Pero, de repente, se oye un fuerte golpe, y una lluvia de polvo, arena y astillas cae del techo. La avecilla pía asustada y echa a volar a toda prisa. El golpe lo ha pegado Zuleijá con un tablón largo y recio que yace en los raíles de la puerta y que sirve de guía cuando ésta se abre. A continuación acompaña a la avecilla con la vista, devuelve el tablón a su sitio y se frota las manos.

Al grito de «¿Qué demonios haces, tártara idiota?», Gorelov baja de las literas, decepcionado. ¡Su almuerzo acaba de salir volando! Ikónikov mira a Zuleijá con interés, probablemente por primera vez en todo el viaje.

—Si pierde el nido, no pondrá huevos, porque se pasará todo el verano buscándolo —se explica ella brevemente.

Después regresa a su puesto en lo alto de la litera. Entonces se percata de que el fuerte golpe ha levantado un tablón del techo, dejando una estrecha hendidura que permite ver una franja de cielo. Magnífico. Así no estará todo el tiempo mirando por la ventanilla.
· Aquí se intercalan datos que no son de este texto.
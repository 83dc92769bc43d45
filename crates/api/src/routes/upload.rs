use axum::extract::DefaultBodyLimit;
use axum::routing::post;
use axum::Router;
use taleify_core::validation::MAX_UPLOAD_BYTES;

use crate::handlers::upload;
use crate::state::AppState;

/// Room for multipart boundaries and headers on top of the file itself.
const MULTIPART_OVERHEAD: usize = 64 * 1024;

pub fn router() -> Router<AppState> {
    Router::new().route(
        "/upload",
        post(upload::upload_file).layer(DefaultBodyLimit::max(MAX_UPLOAD_BYTES + MULTIPART_OVERHEAD)),
    )
}
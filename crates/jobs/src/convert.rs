//! In-memory image normalisation.

use std::io::Cursor;

use image::{ImageError, ImageFormat};

/// Decode any supported image and re-encode it as an RGBA PNG.
pub fn to_rgba_png(bytes: &[u8]) -> Result<Vec<u8>, ImageError> {
    let rgba = image::load_from_memory(bytes)?.to_rgba8();
    let mut out = Cursor::new(Vec::new());
    rgba.write_to(&mut out, ImageFormat::Png)?;
    Ok(out.into_inner())
}

/// File extension for encoded image bytes, `png` when unrecognised.
pub fn extension_for(bytes: &[u8]) -> &'static str {
    match image::guess_format(bytes) {
        Ok(ImageFormat::Jpeg) => "jpg",
        Ok(ImageFormat::WebP) => "webp",
        _ => "png",
    }
}
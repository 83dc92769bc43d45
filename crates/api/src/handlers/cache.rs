use axum::extract::State;
use axum::Json;
use taleify_jobs::service::CacheStatus;

use crate::middleware::api_key::ApiKey;
use crate::response::DataResponse;
use crate::state::AppState;

/// GET /api/v1/cache/status
pub async fn cache_status(
    _key: ApiKey,
    State(state): State<AppState>,
) -> Json<DataResponse<CacheStatus>> {
    Json(DataResponse {
        data: state.jobs.cache_status(),
    })
}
Esta tarde el convoy se pondrá en movimiento. En la noche, cuando cruce la cordillera de los Urales, Zuleijá mirará a las estrellas que aparecerán y desaparecerán en la grieta abierta en el techo y preguntará: «¿Cuánto queda de viaje, Alá, cuánto más?». Y el traqueteo de las ruedas le responderá como un eco: «¡Más, más, más!». «¿Y adónde nos lleva?». Y las ruedas, de nuevo, dirán: «¡Allá, allá, allá!».